__EXERCISE__
Extract from the entries below, exactly as given, only the lines from the line containing "finished that copy." to the line containing "let shared = self.bridge.owned().ok_or_else(||", both lines included.

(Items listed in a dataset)
[Start of section]
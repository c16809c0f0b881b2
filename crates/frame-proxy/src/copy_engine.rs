//! Per-frame copy from the source backbuffer to the proxy backbuffer.
//!
//! When the source and proxy devices differ the copy goes through the shared
//! texture in three strictly ordered steps:
//!
//! 1. On the source device: open the shared handle (cached), copy the source
//!    backbuffer into it, flush.
//! 2. End an event query on the source context, flush, and poll it (yielding
//!    between polls) until the GPU reports the copy done.
//! 3. On the proxy device: copy the shared texture into the proxy backbuffer,
//!    flush, then present.
//!
//! Step 3 never starts unless step 2 observed the fence signaled. That is the
//! only thing stopping the proxy from reading a half-written shared texture.
//!
//! When both sides are the same device the shared texture and fence are
//! skipped and a single device-local copy is issued.
//!
//! The proxy swapchain follows the source backbuffer: a different size or
//! pixel format recreates its buffers before the copy.
//!
//! Once [`FrameCopyEngine::prepare`] has run for a cross-device source, steps
//! 1 and 2 hold the source context's critical section, because the host's
//! render thread records on that same context.

use std::time::Duration;

use anyhow::anyhow;
use tracing::{debug, info, warn};

use gpu_interop::{
    CompletionFence, GpuBackend, PixelFormat, PollBudget, PresentParams, SharedResourceBridge,
    TextureDesc, WaitOutcome,
};

use crate::error::{ProxyError, ProxyResult};

/// Sleep used in place of the fence when the event query can't be created.
pub const DEGRADED_FENCE_SLEEP: Duration = Duration::from_millis(2);

/// The proxy side of a frame copy.
pub struct ProxyTarget<'a, B: GpuBackend> {
    pub device: &'a B::Device,
    pub context: &'a B::Context,
    pub swap_chain: &'a B::SwapChain,
}

#[derive(Debug, Clone, Copy, PartialEq, Eq)]
pub enum CopyPath {
    /// Source and proxy are different devices; goes through the shared texture.
    CrossDevice,
    /// Source backbuffer belongs to the proxy device itself.
    SameDevice,
}

/// How step 2 was satisfied.
#[derive(Debug, Clone, Copy, PartialEq, Eq)]
pub enum FenceWait {
    /// Not needed (same-device copy).
    Skipped,
    Signaled { polls: u64 },
    /// No event query available; slept [`DEGRADED_FENCE_SLEEP`] instead.
    Slept,
}

#[derive(Debug, Clone, Copy, PartialEq, Eq)]
pub struct FrameReport {
    pub path: CopyPath,
    pub fence: FenceWait,
    /// New proxy backbuffer size if the proxy swapchain had to follow the
    /// source size this frame.
    pub resized_to: Option<(u32, u32)>,
    /// New proxy buffer format if the proxy swapchain had to follow the
    /// source format this frame.
    pub reformatted_to: Option<PixelFormat>,
}

/// Holds a context's critical section until dropped.
struct ContextLock<'a, B: GpuBackend> {
    backend: &'a B,
    context: &'a B::Context,
}

impl<'a, B: GpuBackend> ContextLock<'a, B> {
    fn enter(backend: &'a B, context: &'a B::Context) -> Self {
        backend.lock_context(context);
        Self { backend, context }
    }
}

impl<B: GpuBackend> Drop for ContextLock<'_, B> {
    fn drop(&mut self) {
        self.backend.unlock_context(self.context);
    }
}

pub struct FrameCopyEngine<B: GpuBackend> {
    bridge: SharedResourceBridge<B>,
    fence: CompletionFence<B>,
    budget: PollBudget,
    degraded_sleep: Duration,
    degraded_logged: bool,
    /// Source context is shared with another thread; lock it for steps 1-2.
    lock_source: bool,
}

impl<B: GpuBackend> Default for FrameCopyEngine<B> {
    fn default() -> Self {
        Self::new(PollBudget::default())
    }
}

impl<B: GpuBackend> FrameCopyEngine<B> {
    pub fn new(budget: PollBudget) -> Self {
        Self {
            bridge: SharedResourceBridge::new(),
            fence: CompletionFence::new(),
            budget,
            degraded_sleep: DEGRADED_FENCE_SLEEP,
            degraded_logged: false,
            lock_source: false,
        }
    }

    pub fn with_degraded_sleep(mut self, sleep: Duration) -> Self {
        self.degraded_sleep = sleep;
        self
    }

    pub fn set_poll_budget(&mut self, budget: PollBudget) {
        self.budget = budget;
    }

    pub fn bridge(&self) -> &SharedResourceBridge<B> {
        &self.bridge
    }

    /// Look at the source once, before frames are copied from a thread other
    /// than the host's render thread, and set up whatever the copy path needs.
    ///
    /// For a cross-device source this turns on locking for the source context
    /// and creates the shared texture. On failure no shared texture is left.
    pub fn prepare(
        &mut self,
        backend: &B,
        proxy_device: &B::Device,
        source: &B::SwapChain,
    ) -> ProxyResult<CopyPath> {
        let (source_device, desc) = {
            let buffer = backend.back_buffer(source).map_err(ProxyError::SourceUnavailable)?;
            let device = backend.texture_device(&buffer).map_err(ProxyError::SourceUnavailable)?;
            (device, backend.texture_desc(&buffer))
        };

        if backend.same_device(&source_device, proxy_device) {
            debug!("Source swapchain belongs to the proxy device, no shared resource needed");
            return Ok(CopyPath::SameDevice);
        }

        let source_context = backend
            .immediate_context(&source_device)
            .map_err(ProxyError::SourceUnavailable)?;
        backend
            .protect_context(&source_context)
            .map_err(ProxyError::SourceUnavailable)?;
        self.lock_source = true;

        if !self.bridge.matches(&desc) {
            self.bridge
                .initialize_with_desc(backend, proxy_device, &desc)
                .map_err(ProxyError::SharedResource)?;
            info!(
                "Shared resource ready for cross-device copy ({}x{} {:?})",
                desc.width, desc.height, desc.format
            );
        }
        Ok(CopyPath::CrossDevice)
    }

    /// Copy the current source backbuffer into the proxy backbuffer.
    ///
    /// Does not present; see [`Self::present`].
    pub fn copy_frame(
        &mut self,
        backend: &B,
        proxy: &ProxyTarget<'_, B>,
        source: &B::SwapChain,
    ) -> ProxyResult<FrameReport> {
        let source_buffer = backend
            .back_buffer(source)
            .map_err(ProxyError::SourceUnavailable)?;
        let source_desc = backend.texture_desc(&source_buffer);
        let source_device = backend
            .texture_device(&source_buffer)
            .map_err(ProxyError::SourceUnavailable)?;

        let (proxy_buffer, previous) =
            self.proxy_buffer_for(backend, proxy.swap_chain, &source_desc)?;
        let resized_to = previous
            .filter(|p| p.dimensions() != source_desc.dimensions())
            .map(|_| source_desc.dimensions());
        let reformatted_to = previous
            .filter(|p| p.format != source_desc.format)
            .map(|_| source_desc.format);

        if backend.same_device(&source_device, proxy.device) {
            backend.copy_texture(proxy.context, &proxy_buffer, &source_buffer);
            backend.flush(proxy.context);
            return Ok(FrameReport {
                path: CopyPath::SameDevice,
                fence: FenceWait::Skipped,
                resized_to,
                reformatted_to,
            });
        }

        if !self.bridge.matches(&source_desc) {
            if self.bridge.is_initialized() {
                info!(
                    "Source backbuffer changed to {}x{} {:?}, recreating shared texture",
                    source_desc.width, source_desc.height, source_desc.format
                );
            }
            self.bridge
                .initialize_with_desc(backend, proxy.device, &source_desc)
                .map_err(ProxyError::SharedResource)?;
        }

        let source_context = backend
            .immediate_context(&source_device)
            .map_err(ProxyError::SourceUnavailable)?;
        let fence = {
            let _lock = self
                .lock_source
                .then(|| ContextLock::enter(backend, &source_context));

            // Step 1: source backbuffer -> shared texture, on the source device.
            {
                let opened = self
                    .bridge
                    .open_on(backend, &source_device)
                    .map_err(ProxyError::SharedResource)?;
                backend.copy_texture(&source_context, opened.texture(), &source_buffer);
            }
            backend.flush(&source_context);

            // Step 2: wait until the GPU has finished that copy.
            self.wait_for_source(backend, &source_device, &source_context)?
        };

        // Step 3: shared texture -> proxy backbuffer, on the proxy device.
        let shared = self.bridge.owned().ok_or_else(|| {
            ProxyError::SharedResource(anyhow!("shared texture vanished mid-frame"))
        })?;
        backend.copy_texture(proxy.context, &proxy_buffer, shared.texture());
        backend.flush(proxy.context);

        Ok(FrameReport {
            path: CopyPath::CrossDevice,
            fence,
            resized_to,
            reformatted_to,
        })
    }

    pub fn present(
        &self,
        backend: &B,
        swap_chain: &B::SwapChain,
        params: PresentParams,
    ) -> ProxyResult<()> {
        backend.present(swap_chain, params).map_err(ProxyError::Present)
    }

    /// Release the shared texture (both sides) and the fence.
    pub fn release(&mut self) {
        self.bridge.cleanup();
        self.fence.release();
        self.degraded_logged = false;
        self.lock_source = false;
    }

    /// Proxy backbuffer matching the source's size and format.
    ///
    /// When either differs the proxy swapchain buffers are recreated to match
    /// and the previous description is returned alongside. A copy can't
    /// convert formats, so a source format no swapchain can take is refused.
    fn proxy_buffer_for(
        &self,
        backend: &B,
        swap_chain: &B::SwapChain,
        source_desc: &TextureDesc,
    ) -> ProxyResult<(B::Texture, Option<TextureDesc>)> {
        let buffer = backend
            .back_buffer(swap_chain)
            .map_err(ProxyError::Backend)?;
        let desc = backend.texture_desc(&buffer);
        if desc == *source_desc {
            return Ok((buffer, None));
        }
        if desc.format != source_desc.format && !source_desc.format.is_presentable() {
            return Err(ProxyError::UnsupportedFormat(source_desc.format));
        }

        // ResizeBuffers needs every backbuffer reference released first.
        drop(buffer);
        backend
            .resize_swap_chain(swap_chain, source_desc)
            .map_err(ProxyError::Backend)?;
        if desc.format != source_desc.format {
            warn!(
                "Source backbuffer is {:?}, proxy swapchain switched from {:?} to match",
                source_desc.format, desc.format
            );
        }
        if desc.dimensions() != source_desc.dimensions() {
            info!(
                "Proxy swapchain resized to {}x{} to follow the source",
                source_desc.width, source_desc.height
            );
        }
        let buffer = backend
            .back_buffer(swap_chain)
            .map_err(ProxyError::Backend)?;
        Ok((buffer, Some(desc)))
    }

    fn wait_for_source(
        &mut self,
        backend: &B,
        device: &B::Device,
        context: &B::Context,
    ) -> ProxyResult<FenceWait> {
        if let Err(e) = self.fence.ensure(backend, device) {
            if !self.degraded_logged {
                warn!(
                    "Completion fence unavailable, falling back to a {:?} sleep per frame: {e:#}",
                    self.degraded_sleep
                );
                self.degraded_logged = true;
            }
            std::thread::sleep(self.degraded_sleep);
            return Ok(FenceWait::Slept);
        }

        self.fence.signal(backend, context)?;
        match self.fence.wait(backend, context, self.budget)? {
            WaitOutcome::Signaled { polls } => Ok(FenceWait::Signaled { polls }),
            WaitOutcome::Exhausted { polls } => Err(ProxyError::FenceTimeout { polls }),
        }
    }
}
[End of section]
__ANSWER AREA__
            // Step 2: wait until the GPU has finished that copy.
            self.wait_for_source(backend, &source_device, &source_context)?
        };

        // Step 3: shared texture -> proxy backbuffer, on the proxy device.
        let shared = self.bridge.owned().ok_or_else(|| {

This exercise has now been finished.